• _Instructions to follow_
Extract each line from the entries below that has the string "limit" in it.
**** Data shown ****
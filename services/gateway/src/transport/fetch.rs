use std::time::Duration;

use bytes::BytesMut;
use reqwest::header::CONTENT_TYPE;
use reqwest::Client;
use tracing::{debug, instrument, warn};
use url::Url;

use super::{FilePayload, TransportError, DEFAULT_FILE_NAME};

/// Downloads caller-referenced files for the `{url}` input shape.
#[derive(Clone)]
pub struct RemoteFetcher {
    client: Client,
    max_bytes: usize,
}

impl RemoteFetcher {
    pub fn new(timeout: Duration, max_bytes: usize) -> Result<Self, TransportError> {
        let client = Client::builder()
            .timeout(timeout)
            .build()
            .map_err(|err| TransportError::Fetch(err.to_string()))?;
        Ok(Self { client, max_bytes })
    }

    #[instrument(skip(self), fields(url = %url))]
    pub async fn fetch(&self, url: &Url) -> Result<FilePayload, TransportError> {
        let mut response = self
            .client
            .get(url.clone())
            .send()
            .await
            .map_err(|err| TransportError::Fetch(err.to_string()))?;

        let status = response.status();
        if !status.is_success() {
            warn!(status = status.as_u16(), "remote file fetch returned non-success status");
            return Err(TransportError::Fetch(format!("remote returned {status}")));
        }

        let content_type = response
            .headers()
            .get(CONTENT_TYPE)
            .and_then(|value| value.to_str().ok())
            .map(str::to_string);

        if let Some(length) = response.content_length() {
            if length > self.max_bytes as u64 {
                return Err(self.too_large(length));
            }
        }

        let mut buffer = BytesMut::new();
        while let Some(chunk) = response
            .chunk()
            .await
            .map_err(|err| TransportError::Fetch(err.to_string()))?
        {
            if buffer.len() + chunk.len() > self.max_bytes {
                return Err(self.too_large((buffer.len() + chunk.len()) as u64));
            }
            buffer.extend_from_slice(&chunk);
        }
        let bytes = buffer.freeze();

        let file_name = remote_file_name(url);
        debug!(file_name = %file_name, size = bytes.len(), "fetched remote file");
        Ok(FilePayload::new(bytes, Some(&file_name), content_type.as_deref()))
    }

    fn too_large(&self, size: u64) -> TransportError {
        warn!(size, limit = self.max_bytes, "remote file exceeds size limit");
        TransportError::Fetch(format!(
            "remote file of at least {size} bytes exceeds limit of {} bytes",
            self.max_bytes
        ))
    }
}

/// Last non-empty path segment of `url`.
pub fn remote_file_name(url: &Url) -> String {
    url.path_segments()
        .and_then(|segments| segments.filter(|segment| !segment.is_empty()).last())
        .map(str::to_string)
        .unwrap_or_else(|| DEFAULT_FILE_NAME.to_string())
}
****
• _Exercise output_
        warn!(size, limit = self.max_bytes, "remote file exceeds size limit");
            "remote file of at least {size} bytes exceeds limit of {} bytes",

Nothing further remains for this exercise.